**Brief**
Retype verbatim the lines of the listing, from the very first through the line with "metadata sample IDs,\n\".

**Records**
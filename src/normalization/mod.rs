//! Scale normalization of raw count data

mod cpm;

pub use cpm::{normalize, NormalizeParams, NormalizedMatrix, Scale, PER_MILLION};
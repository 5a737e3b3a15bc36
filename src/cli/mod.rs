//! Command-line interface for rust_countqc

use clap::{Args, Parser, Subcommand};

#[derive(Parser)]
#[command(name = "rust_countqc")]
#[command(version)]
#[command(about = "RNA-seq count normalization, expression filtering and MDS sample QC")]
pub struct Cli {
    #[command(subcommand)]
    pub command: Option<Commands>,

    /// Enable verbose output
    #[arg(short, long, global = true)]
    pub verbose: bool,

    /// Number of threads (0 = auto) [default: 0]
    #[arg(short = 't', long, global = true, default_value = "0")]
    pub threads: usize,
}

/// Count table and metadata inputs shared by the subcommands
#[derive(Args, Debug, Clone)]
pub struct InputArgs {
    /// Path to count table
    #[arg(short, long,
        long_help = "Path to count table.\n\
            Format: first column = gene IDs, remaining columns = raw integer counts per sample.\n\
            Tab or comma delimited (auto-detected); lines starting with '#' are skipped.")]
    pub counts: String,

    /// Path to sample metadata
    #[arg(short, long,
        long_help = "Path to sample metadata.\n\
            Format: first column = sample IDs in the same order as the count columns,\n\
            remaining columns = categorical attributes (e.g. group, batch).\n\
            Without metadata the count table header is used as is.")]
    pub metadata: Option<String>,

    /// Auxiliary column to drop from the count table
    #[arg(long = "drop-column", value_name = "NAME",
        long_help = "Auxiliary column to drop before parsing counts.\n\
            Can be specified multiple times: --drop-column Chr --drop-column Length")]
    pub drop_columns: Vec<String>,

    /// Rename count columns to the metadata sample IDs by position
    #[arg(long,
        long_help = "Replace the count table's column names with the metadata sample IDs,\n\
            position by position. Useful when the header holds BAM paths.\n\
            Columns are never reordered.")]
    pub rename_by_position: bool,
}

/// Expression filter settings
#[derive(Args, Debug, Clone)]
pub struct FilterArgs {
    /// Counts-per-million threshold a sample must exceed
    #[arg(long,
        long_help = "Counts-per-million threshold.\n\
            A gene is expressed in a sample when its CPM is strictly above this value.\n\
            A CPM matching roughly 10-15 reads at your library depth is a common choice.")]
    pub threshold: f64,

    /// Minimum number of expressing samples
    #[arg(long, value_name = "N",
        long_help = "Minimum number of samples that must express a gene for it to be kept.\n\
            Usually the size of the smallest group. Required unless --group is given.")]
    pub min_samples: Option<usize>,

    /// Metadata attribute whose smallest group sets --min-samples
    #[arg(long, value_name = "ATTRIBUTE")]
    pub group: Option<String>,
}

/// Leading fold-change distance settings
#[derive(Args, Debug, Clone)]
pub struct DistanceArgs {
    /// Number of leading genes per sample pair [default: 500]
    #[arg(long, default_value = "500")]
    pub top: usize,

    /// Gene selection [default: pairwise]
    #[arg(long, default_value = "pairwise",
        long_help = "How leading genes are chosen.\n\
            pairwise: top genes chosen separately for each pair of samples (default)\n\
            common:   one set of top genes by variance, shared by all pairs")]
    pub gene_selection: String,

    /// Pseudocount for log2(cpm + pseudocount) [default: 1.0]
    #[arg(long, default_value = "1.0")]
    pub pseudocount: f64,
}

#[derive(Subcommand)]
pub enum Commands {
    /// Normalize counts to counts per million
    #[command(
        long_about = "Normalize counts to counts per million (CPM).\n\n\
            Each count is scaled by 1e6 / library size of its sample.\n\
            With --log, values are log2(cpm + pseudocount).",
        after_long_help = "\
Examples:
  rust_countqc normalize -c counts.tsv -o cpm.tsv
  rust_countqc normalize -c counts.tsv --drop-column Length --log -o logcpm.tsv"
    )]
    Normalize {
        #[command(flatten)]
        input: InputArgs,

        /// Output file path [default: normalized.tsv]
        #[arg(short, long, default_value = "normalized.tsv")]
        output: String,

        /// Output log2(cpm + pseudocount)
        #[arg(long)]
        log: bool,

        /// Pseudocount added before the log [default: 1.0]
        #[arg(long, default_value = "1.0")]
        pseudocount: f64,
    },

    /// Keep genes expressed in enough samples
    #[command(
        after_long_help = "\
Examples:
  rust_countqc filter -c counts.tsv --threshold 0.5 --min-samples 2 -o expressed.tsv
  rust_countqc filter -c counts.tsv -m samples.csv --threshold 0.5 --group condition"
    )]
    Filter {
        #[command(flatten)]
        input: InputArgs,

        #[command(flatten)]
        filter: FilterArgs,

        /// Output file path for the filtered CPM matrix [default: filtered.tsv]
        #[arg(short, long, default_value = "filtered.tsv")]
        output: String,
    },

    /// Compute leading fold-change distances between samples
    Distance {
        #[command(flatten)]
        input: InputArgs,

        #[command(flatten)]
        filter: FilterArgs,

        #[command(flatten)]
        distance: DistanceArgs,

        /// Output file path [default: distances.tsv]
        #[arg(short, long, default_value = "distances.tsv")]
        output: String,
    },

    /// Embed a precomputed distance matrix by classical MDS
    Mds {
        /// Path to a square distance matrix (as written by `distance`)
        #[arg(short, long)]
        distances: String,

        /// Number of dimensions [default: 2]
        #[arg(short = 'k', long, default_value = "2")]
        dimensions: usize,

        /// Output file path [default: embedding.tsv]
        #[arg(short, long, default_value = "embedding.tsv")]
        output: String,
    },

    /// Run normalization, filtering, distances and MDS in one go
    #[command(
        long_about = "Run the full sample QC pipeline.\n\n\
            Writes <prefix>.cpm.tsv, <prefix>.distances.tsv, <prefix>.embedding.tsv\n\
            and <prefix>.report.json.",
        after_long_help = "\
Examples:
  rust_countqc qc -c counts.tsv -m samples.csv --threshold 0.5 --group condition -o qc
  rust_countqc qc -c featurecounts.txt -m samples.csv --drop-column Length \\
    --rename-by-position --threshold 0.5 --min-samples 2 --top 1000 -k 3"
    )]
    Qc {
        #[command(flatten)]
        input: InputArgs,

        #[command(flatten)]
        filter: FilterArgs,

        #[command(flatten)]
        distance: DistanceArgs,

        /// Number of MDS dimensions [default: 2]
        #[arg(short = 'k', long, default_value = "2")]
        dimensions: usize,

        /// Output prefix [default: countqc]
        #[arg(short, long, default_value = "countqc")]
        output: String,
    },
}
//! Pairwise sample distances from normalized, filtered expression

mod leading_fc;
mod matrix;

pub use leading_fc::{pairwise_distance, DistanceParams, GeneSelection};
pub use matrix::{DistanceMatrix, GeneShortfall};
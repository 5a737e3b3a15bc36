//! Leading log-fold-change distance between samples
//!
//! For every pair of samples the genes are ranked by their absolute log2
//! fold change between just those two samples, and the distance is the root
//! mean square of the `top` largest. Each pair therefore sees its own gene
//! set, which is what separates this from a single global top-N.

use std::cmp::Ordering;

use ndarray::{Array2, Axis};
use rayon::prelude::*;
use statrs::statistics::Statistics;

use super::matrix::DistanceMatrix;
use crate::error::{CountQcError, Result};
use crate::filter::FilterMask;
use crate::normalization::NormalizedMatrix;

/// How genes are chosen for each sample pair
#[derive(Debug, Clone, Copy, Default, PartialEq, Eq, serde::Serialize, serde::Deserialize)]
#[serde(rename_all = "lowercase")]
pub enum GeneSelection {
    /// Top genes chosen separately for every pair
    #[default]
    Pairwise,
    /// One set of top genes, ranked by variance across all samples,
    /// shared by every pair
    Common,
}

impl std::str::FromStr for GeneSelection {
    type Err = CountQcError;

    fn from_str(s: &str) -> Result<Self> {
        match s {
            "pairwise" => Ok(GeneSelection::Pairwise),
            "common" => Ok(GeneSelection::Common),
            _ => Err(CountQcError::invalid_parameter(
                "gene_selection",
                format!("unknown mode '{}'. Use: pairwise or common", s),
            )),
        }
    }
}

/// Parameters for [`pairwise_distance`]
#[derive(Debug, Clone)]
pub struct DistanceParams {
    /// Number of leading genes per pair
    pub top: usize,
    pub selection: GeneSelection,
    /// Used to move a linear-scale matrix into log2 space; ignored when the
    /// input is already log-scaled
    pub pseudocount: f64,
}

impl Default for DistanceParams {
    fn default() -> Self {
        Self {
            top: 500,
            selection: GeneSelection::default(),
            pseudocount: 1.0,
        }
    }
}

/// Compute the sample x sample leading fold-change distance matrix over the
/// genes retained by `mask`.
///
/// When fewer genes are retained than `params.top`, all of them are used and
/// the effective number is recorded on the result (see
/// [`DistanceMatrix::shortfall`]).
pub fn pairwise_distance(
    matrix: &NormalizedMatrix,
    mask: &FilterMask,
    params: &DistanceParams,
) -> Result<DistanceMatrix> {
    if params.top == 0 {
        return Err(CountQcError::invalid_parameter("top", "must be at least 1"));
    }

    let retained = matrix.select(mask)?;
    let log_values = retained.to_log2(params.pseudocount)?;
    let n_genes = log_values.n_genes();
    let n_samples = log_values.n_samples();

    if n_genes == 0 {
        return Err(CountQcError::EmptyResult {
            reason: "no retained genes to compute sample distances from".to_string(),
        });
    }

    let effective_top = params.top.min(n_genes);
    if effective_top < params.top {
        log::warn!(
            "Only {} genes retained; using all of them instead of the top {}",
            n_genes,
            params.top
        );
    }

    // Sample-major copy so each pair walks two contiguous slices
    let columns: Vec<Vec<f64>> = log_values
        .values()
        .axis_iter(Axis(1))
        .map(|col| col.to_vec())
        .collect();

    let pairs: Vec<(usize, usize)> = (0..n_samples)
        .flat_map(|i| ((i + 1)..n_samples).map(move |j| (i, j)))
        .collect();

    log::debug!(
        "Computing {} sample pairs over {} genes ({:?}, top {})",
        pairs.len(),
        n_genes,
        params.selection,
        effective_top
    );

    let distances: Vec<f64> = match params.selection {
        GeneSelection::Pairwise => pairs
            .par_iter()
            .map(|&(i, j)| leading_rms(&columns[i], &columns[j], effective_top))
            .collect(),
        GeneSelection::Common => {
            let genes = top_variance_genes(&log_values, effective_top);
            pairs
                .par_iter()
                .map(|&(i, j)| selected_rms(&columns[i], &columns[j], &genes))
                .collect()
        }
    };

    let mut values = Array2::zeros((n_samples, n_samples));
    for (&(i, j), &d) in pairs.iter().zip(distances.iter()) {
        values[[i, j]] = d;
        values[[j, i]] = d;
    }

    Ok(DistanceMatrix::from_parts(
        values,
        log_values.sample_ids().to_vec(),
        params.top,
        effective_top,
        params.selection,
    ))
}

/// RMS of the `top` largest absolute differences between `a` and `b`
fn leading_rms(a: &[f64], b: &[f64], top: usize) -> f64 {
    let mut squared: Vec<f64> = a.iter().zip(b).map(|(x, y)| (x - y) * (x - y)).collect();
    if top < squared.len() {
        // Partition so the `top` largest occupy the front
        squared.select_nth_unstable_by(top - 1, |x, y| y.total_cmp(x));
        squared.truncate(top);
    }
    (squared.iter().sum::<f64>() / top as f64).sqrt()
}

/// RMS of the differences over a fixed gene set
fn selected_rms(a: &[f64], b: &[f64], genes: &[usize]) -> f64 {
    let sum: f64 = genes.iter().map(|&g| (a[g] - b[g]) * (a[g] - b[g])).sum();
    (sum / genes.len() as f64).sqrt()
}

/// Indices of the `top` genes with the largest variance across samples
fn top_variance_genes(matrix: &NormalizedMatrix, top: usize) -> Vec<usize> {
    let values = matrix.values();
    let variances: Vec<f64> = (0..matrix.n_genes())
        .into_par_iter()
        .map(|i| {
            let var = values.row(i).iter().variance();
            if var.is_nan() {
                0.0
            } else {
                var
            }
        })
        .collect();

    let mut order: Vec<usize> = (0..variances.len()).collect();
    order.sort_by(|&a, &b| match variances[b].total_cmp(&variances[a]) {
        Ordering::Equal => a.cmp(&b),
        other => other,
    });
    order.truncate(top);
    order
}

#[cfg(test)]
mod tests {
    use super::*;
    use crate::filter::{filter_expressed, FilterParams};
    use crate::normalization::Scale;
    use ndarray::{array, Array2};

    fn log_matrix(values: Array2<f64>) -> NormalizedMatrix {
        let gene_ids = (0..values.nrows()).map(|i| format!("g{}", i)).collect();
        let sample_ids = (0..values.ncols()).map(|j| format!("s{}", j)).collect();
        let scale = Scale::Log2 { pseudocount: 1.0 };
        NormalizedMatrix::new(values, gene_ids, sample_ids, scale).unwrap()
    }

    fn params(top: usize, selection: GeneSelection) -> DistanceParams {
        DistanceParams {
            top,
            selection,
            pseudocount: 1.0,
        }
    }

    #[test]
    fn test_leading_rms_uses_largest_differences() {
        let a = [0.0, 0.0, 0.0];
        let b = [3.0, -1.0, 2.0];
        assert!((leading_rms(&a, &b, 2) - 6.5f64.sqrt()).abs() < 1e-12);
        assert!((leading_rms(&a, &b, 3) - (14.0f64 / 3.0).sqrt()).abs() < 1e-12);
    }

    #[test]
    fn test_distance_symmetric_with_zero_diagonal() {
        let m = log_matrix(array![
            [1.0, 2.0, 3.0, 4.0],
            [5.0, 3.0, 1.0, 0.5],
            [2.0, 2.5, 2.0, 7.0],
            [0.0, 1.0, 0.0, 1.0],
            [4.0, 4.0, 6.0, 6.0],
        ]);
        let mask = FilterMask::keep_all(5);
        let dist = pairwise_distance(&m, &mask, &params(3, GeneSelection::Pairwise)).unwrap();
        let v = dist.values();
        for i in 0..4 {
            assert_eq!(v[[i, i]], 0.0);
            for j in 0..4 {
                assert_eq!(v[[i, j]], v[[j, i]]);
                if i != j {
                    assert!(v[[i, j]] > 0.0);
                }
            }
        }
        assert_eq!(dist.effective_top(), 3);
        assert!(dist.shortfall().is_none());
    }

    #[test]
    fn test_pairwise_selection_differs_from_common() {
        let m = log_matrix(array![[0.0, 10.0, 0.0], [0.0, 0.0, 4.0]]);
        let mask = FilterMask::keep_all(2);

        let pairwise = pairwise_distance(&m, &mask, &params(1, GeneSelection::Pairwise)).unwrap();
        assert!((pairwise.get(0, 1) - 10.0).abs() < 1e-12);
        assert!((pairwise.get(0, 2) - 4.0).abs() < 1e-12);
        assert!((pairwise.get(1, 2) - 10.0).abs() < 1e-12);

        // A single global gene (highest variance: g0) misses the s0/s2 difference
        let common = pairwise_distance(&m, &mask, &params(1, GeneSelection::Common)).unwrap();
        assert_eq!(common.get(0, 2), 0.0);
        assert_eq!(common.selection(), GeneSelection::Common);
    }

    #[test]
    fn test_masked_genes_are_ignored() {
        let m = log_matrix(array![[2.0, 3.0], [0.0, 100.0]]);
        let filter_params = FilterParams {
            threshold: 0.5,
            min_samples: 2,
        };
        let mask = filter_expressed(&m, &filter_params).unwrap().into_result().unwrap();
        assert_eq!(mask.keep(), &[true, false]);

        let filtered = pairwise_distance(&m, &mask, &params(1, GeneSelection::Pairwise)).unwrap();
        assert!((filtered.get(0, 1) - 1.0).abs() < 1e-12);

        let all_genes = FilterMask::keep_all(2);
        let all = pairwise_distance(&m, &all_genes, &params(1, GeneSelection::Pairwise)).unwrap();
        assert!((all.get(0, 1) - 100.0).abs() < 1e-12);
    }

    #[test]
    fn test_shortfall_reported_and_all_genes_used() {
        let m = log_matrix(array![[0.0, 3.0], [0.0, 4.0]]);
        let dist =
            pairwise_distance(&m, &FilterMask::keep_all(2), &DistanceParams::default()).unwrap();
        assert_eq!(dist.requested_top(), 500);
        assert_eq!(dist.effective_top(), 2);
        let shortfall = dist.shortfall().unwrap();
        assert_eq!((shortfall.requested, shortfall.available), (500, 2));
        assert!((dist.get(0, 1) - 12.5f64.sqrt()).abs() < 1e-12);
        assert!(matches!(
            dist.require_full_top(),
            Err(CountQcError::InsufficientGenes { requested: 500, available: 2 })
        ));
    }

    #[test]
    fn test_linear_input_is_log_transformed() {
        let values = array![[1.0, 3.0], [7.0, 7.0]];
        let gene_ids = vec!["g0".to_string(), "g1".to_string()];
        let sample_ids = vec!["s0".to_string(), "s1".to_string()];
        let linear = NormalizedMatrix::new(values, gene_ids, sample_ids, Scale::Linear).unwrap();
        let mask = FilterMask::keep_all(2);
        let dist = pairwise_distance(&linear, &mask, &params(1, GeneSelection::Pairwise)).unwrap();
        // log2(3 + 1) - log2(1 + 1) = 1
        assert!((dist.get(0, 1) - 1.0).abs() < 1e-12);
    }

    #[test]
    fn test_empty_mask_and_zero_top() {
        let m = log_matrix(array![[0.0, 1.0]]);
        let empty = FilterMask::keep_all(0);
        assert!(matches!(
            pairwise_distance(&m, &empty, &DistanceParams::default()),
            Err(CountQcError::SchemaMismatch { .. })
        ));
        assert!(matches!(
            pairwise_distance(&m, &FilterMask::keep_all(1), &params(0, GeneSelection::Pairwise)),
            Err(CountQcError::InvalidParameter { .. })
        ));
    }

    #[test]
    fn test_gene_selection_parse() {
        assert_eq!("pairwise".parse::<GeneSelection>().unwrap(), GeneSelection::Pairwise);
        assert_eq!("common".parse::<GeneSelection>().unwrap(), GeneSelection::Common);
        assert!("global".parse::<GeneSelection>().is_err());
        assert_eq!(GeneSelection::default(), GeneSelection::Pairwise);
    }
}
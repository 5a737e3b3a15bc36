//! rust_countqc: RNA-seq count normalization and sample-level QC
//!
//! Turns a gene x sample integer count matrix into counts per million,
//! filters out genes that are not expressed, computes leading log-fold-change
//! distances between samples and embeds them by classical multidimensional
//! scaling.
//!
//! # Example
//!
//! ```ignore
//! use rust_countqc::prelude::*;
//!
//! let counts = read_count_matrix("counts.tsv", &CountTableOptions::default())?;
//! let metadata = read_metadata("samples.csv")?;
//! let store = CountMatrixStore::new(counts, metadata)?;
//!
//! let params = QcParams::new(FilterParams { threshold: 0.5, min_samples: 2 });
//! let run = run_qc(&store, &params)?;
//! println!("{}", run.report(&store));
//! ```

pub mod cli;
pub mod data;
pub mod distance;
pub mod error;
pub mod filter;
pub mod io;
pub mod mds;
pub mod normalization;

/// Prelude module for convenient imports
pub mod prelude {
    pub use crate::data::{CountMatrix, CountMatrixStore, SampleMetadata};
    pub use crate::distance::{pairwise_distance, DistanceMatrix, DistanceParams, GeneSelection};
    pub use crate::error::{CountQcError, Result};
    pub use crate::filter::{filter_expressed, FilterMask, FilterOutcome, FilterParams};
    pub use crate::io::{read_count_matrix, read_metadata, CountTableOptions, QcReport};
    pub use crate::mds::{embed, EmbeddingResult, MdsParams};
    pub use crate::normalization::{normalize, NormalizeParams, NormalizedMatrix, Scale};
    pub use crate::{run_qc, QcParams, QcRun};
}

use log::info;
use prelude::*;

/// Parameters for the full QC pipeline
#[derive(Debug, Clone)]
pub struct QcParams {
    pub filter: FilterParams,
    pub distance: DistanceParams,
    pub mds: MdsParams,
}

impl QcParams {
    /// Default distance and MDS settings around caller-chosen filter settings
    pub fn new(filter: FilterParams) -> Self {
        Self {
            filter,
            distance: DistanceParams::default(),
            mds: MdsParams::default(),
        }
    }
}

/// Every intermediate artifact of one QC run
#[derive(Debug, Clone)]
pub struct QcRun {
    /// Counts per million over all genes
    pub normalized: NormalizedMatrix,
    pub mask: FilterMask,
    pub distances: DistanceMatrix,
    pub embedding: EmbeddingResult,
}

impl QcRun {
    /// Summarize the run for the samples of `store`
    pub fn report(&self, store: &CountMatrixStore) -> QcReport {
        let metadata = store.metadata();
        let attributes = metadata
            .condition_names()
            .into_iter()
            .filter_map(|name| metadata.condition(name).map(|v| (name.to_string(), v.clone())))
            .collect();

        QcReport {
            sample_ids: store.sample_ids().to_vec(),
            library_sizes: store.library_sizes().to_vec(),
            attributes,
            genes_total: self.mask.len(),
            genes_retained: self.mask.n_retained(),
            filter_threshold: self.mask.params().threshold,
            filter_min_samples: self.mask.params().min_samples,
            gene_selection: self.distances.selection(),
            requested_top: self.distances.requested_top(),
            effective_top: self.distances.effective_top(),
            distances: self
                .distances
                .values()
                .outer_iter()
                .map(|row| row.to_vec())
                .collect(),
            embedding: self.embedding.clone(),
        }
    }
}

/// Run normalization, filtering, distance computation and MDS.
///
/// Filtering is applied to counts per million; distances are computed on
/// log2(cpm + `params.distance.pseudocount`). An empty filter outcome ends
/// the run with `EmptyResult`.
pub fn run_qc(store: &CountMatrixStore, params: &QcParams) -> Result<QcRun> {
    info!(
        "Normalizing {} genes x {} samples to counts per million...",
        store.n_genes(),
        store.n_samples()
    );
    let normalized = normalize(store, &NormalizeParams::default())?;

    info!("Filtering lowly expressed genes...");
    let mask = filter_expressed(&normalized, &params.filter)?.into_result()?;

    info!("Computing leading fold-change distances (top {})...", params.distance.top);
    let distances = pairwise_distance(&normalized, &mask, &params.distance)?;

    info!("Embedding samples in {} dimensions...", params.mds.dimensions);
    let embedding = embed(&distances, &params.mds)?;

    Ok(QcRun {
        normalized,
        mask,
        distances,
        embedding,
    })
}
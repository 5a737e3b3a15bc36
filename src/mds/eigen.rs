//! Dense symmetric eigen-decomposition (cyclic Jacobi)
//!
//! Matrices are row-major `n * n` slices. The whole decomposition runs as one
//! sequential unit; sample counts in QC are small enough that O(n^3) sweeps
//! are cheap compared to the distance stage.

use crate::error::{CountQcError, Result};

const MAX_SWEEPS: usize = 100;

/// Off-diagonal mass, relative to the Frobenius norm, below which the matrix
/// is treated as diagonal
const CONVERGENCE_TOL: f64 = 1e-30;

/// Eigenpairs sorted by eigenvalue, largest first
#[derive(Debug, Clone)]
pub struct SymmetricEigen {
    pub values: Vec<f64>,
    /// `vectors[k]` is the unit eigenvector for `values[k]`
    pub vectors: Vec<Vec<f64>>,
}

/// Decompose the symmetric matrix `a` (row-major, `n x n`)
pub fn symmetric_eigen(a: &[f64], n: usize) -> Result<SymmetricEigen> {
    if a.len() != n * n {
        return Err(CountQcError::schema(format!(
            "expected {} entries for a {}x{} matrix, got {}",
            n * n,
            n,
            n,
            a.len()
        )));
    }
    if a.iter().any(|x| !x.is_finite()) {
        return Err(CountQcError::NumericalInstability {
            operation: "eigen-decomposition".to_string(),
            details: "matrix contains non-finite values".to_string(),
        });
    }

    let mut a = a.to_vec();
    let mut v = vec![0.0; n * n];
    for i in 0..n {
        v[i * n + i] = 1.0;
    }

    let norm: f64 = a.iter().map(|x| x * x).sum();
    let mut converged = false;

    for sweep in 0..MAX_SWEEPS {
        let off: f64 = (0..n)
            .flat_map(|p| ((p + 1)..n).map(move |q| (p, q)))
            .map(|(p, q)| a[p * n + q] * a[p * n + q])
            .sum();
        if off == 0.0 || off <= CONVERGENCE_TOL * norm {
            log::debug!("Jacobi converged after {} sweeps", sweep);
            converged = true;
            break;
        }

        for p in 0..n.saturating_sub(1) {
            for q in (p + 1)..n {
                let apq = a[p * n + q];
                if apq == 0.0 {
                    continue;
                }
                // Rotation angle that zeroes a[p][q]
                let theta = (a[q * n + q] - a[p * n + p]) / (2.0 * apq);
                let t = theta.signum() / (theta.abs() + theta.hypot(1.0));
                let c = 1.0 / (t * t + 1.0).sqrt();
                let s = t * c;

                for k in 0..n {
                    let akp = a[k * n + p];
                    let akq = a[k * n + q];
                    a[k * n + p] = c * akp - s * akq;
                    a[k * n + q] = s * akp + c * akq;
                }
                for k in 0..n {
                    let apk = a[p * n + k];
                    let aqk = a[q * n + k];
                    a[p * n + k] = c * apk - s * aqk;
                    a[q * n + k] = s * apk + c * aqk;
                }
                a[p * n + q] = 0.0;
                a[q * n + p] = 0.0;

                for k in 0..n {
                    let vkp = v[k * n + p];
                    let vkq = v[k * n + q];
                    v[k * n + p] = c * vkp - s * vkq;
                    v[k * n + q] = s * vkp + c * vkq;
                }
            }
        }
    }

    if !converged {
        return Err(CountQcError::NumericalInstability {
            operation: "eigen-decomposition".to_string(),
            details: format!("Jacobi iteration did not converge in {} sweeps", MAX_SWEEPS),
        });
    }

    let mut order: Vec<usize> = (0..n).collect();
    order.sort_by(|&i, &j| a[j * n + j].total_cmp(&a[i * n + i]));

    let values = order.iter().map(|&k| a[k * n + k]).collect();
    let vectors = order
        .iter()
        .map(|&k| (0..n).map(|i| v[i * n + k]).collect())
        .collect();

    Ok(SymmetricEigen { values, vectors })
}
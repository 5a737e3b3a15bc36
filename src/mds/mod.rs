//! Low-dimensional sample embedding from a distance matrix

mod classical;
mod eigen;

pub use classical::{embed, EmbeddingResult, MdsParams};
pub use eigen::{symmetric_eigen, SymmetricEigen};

**Exercise solution**
filename src/normalization/mod.rs
//! Scale normalization of raw count data

mod cpm;

pub use cpm::{normalize, NormalizeParams, NormalizedMatrix, Scale, PER_MILLION};
repository 5a737e3b3a15bc36
filename src/cli/mod.rs
//! Command-line interface for rust_countqc

use clap::{Args, Parser, Subcommand};

#[derive(Parser)]
#[command(name = "rust_countqc")]
#[command(version)]
#[command(about = "RNA-seq count normalization, expression filtering and MDS sample QC")]
pub struct Cli {
    #[command(subcommand)]
    pub command: Option<Commands>,

    /// Enable verbose output
    #[arg(short, long, global = true)]
    pub verbose: bool,

    /// Number of threads (0 = auto) [default: 0]
    #[arg(short = 't', long, global = true, default_value = "0")]
    pub threads: usize,
}

/// Count table and metadata inputs shared by the subcommands
#[derive(Args, Debug, Clone)]
pub struct InputArgs {
    /// Path to count table
    #[arg(short, long,
        long_help = "Path to count table.\n\
            Format: first column = gene IDs, remaining columns = raw integer counts per sample.\n\
            Tab or comma delimited (auto-detected); lines starting with '#' are skipped.")]
    pub counts: String,

    /// Path to sample metadata
    #[arg(short, long,
        long_help = "Path to sample metadata.\n\
            Format: first column = sample IDs in the same order as the count columns,\n\
            remaining columns = categorical attributes (e.g. group, batch).\n\
            Without metadata the count table header is used as is.")]
    pub metadata: Option<String>,

    /// Auxiliary column to drop from the count table
    #[arg(long = "drop-column", value_name = "NAME",
        long_help = "Auxiliary column to drop before parsing counts.\n\
            Can be specified multiple times: --drop-column Chr --drop-column Length")]
    pub drop_columns: Vec<String>,

    /// Rename count columns to the metadata sample IDs by position
    #[arg(long,
        long_help = "Replace the count table's column names with the metadata sample IDs,\n\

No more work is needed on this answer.